Former White House press secretary Robert Gibbs said President Obama's upcoming inaugural address "very much meets the moment of where we are" today on CBS This Morning, previewing a "hopeful" speech that "talks about the values and the visions and the ideals that bring us to this very moment as Americans."
"You'll hear the president talk a lot about what we have to do in this country together," said Gibbs. "One party can't solve these issues; not even just those in government can tackle those challenges.
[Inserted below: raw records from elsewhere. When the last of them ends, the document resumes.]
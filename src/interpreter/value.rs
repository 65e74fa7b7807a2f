use std::fmt;
use std::sync::Arc;

use indexmap::IndexMap;
use serde::ser::{Error as _, SerializeMap, SerializeSeq};
use serde::{Serialize, Serializer};

use crate::ast::{Literal, NodeRef};

use super::environment::Environment;

/// The result domain of evaluation.
///
/// `F` is the representation of functions: [`Closure`] for values produced by
/// the reference interpreter and handed to callers, the evaluator's own
/// callable representation while a core term is being reduced. Everything
/// else is plain data; object fields keep their insertion order.
#[derive(Debug, Clone)]
pub enum Value<F = Closure> {
    Null,
    Bool(bool),
    Int(i64),
    Float(f64),
    Text(String),
    Array(Vec<Value<F>>),
    Object(IndexMap<String, Value<F>>),
    Closure(F),
}

/// A function value of the reference interpreter. Two closures are equal only
/// if they are the same closure.
#[derive(Debug, Clone)]
pub struct Closure(pub Arc<ClosureData>);

#[derive(Debug)]
pub struct ClosureData {
    /// Empty for a lambda that takes a single `null`.
    pub params: Vec<String>,
    pub body: NodeRef<()>,
    pub env: Environment,
}

impl Closure {
    pub fn new(params: Vec<String>, body: NodeRef<()>, env: Environment) -> Self {
        Closure(Arc::new(ClosureData { params, body, env }))
    }
}

impl PartialEq for Closure {
    fn eq(&self, other: &Self) -> bool {
        Arc::ptr_eq(&self.0, &other.0)
    }
}

impl<F: PartialEq> PartialEq for Value<F> {
    fn eq(&self, other: &Self) -> bool {
        match (self, other) {
            (Value::Null, Value::Null) => true,
            (Value::Bool(a), Value::Bool(b)) => a == b,
            (Value::Int(a), Value::Int(b)) => a == b,
            (Value::Float(a), Value::Float(b)) => a == b,
            (Value::Text(a), Value::Text(b)) => a == b,
            (Value::Array(a), Value::Array(b)) => a == b,
            // Field order is part of the value.
            (Value::Object(a), Value::Object(b)) => {
                a.len() == b.len() && a.iter().zip(b).all(|(x, y)| x == y)
            }
            (Value::Closure(a), Value::Closure(b)) => a == b,
            _ => false,
        }
    }
}

impl<F> Value<F> {
    pub fn text(value: impl Into<String>) -> Self {
        Value::Text(value.into())
    }

    pub fn array(elements: impl IntoIterator<Item = Value<F>>) -> Self {
        Value::Array(elements.into_iter().collect())
    }

    pub fn object<'a>(fields: impl IntoIterator<Item = (&'a str, Value<F>)>) -> Self {
        Value::Object(
            fields
                .into_iter()
                .map(|(name, value)| (name.to_string(), value))
                .collect(),
        )
    }

    pub fn from_literal(literal: &Literal) -> Self {
        match literal {
            Literal::Null => Value::Null,
            Literal::Bool(b) => Value::Bool(*b),
            Literal::Int(i) => Value::Int(*i),
            Literal::Float(x) => Value::Float(*x),
            Literal::Text(s) => Value::Text(s.clone()),
        }
    }

    pub fn type_name(&self) -> &'static str {
        match self {
            Value::Null => "null",
            Value::Bool(_) => "bool",
            Value::Int(_) => "int",
            Value::Float(_) => "float",
            Value::Text(_) => "text",
            Value::Array(_) => "array",
            Value::Object(_) => "object",
            Value::Closure(_) => "function",
        }
    }

    /// Whether the value contains no functions.
    pub fn is_data(&self) -> bool {
        match self {
            Value::Array(elements) => elements.iter().all(Value::is_data),
            Value::Object(fields) => fields.values().all(Value::is_data),
            Value::Closure(_) => false,
            _ => true,
        }
    }

    /// Structural size: one per node.
    pub fn size(&self) -> u64 {
        match self {
            Value::Array(elements) => 1 + elements.iter().map(Value::size).sum::<u64>(),
            Value::Object(fields) => 1 + fields.values().map(Value::size).sum::<u64>(),
            _ => 1,
        }
    }

    /// Converts to a value with another function representation, failing on
    /// the first function found.
    pub fn into_data<G>(self) -> Option<Value<G>> {
        Some(match self {
            Value::Null => Value::Null,
            Value::Bool(b) => Value::Bool(b),
            Value::Int(i) => Value::Int(i),
            Value::Float(x) => Value::Float(x),
            Value::Text(s) => Value::Text(s),
            Value::Array(elements) => Value::Array(
                elements
                    .into_iter()
                    .map(Value::into_data)
                    .collect::<Option<_>>()?,
            ),
            Value::Object(fields) => Value::Object(
                fields
                    .into_iter()
                    .map(|(k, v)| v.into_data().map(|v| (k, v)))
                    .collect::<Option<_>>()?,
            ),
            Value::Closure(_) => return None,
        })
    }

    /// Reads plain JSON. Integers that fit `i64` stay integers.
    pub fn from_json(json: serde_json::Value) -> Self {
        match json {
            serde_json::Value::Null => Value::Null,
            serde_json::Value::Bool(b) => Value::Bool(b),
            serde_json::Value::Number(n) => match n.as_i64() {
                Some(i) => Value::Int(i),
                None => Value::Float(n.as_f64().unwrap_or(f64::NAN)),
            },
            serde_json::Value::String(s) => Value::Text(s),
            serde_json::Value::Array(elements) => {
                Value::Array(elements.into_iter().map(Value::from_json).collect())
            }
            serde_json::Value::Object(fields) => Value::Object(
                fields
                    .into_iter()
                    .map(|(k, v)| (k, Value::from_json(v)))
                    .collect(),
            ),
        }
    }
}

impl<F> Serialize for Value<F> {
    fn serialize<S: Serializer>(&self, serializer: S) -> Result<S::Ok, S::Error> {
        match self {
            Value::Null => serializer.serialize_unit(),
            Value::Bool(b) => serializer.serialize_bool(*b),
            Value::Int(i) => serializer.serialize_i64(*i),
            Value::Float(x) => serializer.serialize_f64(*x),
            Value::Text(s) => serializer.serialize_str(s),
            Value::Array(elements) => {
                let mut seq = serializer.serialize_seq(Some(elements.len()))?;
                for element in elements {
                    seq.serialize_element(element)?;
                }
                seq.end()
            }
            Value::Object(fields) => {
                let mut map = serializer.serialize_map(Some(fields.len()))?;
                for (name, value) in fields {
                    map.serialize_entry(name, value)?;
                }
                map.end()
            }
            Value::Closure(_) => Err(S::Error::custom("functions cannot be serialized")),
        }
    }
}

impl<F> fmt::Display for Value<F> {
    fn fmt(&self, f: &mut fmt::Formatter) -> fmt::Result {
        match self {
            Value::Null => write!(f, "null"),
            Value::Bool(b) => write!(f, "{b}"),
            Value::Int(i) => write!(f, "{i}"),
            Value::Float(x) => write!(f, "{x}"),
            Value::Text(s) => write!(f, "{s:?}"),
            Value::Array(elements) => {
                write!(f, "[")?;
                for (i, element) in elements.iter().enumerate() {
                    if i > 0 {
                        write!(f, ", ")?;
                    }
                    write!(f, "{element}")?;
                }
                write!(f, "]")
            }
            Value::Object(fields) => {
                write!(f, "{{")?;
                for (i, (name, value)) in fields.iter().enumerate() {
                    if i > 0 {
                        write!(f, ", ")?;
                    }
                    write!(f, "{name}: {value}")?;
                }
                write!(f, "}}")
            }
            Value::Closure(_) => write!(f, "<function>"),
        }
    }
}

#[cfg(test)]
mod tests {
    use super::*;

    #[test]
    fn test_serialize_preserves_field_order() {
        let value: Value = Value::object([("b", Value::Int(1)), ("a", Value::Int(2))]);
        assert_eq!(serde_json::to_string(&value).unwrap(), r#"{"b":1,"a":2}"#);
    }

    #[test]
    fn test_object_equality_is_ordered() {
        let ab: Value = Value::object([("a", Value::Int(1)), ("b", Value::Int(2))]);
        let ba: Value = Value::object([("b", Value::Int(2)), ("a", Value::Int(1))]);
        assert_ne!(ab, ba);
    }

    #[test]
    fn test_closure_identity() {
        let body: NodeRef<()> = Arc::new(crate::ast::build::null());
        let first = Closure::new(vec![], body.clone(), Environment::empty());
        let second = Closure::new(vec![], body, Environment::empty());
        assert_eq!(Value::Closure(first.clone()), Value::Closure(first.clone()));
        assert_ne!(Value::Closure(first), Value::Closure(second));
    }

    #[test]
    fn test_closure_is_not_data() {
        let body: NodeRef<()> = Arc::new(crate::ast::build::null());
        let value: Value = Value::array([Value::Closure(Closure::new(
            vec![],
            body,
            Environment::empty(),
        ))]);
        assert!(!value.is_data());
        assert!(value.clone().into_data::<Closure>().is_none());
        assert!(serde_json::to_string(&value).is_err());
    }

    #[test]
    fn test_from_json() {
        let json = serde_json::json!({"port": 8080, "ratio": 0.5, "tags": ["a"]});
        let value: Value = Value::from_json(json);
        assert_eq!(
            value,
            Value::object([
                ("port", Value::Int(8080)),
                ("ratio", Value::Float(0.5)),
                ("tags", Value::array([Value::text("a")])),
            ])
        );
    }
}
All Americans need to move beyond what's paralyzed this town for so long and make some real progress."
But sanguinity has limits. "It's not as if we're going to solve the really big issues or really big divides in beliefs," Gibbs said, "but we can, if we sit down long enough, work together, and talk together and make some progress on the issues that face us."
Gibbs was asked about personnel turnover at the White House, and he downplayed suggestions that a new team could experience some growing pains. "The great thing about that building," Gibbs said of the White House, "is there are literally dozens and dozens of really talented people.
"All of us are close enough, by phone or by car, that if he calls and needs something, as I've told people, you say 'yes sir.'"
Gibbs also fended off suggestions that the President's team has a deficit of powerful females, pointing to several important women in the President's orbit. "If you look at people like [Secretary of Health and Human Services] Kathleen Sebelius and [Secretary of Homeland Security] Janet Napolitano, it's hard to imagine there are two maybe more important agencies that we deal with each day - one is implementing healthcare and one keeps our country safe. So I think women and all ethnicities will be well represented."
And if that wasn't reassurance enough, Gibbs said, "He lives in a house with three remarkably strong women. He doesn't need to read the newspaper to know what it's like to be around very strong women."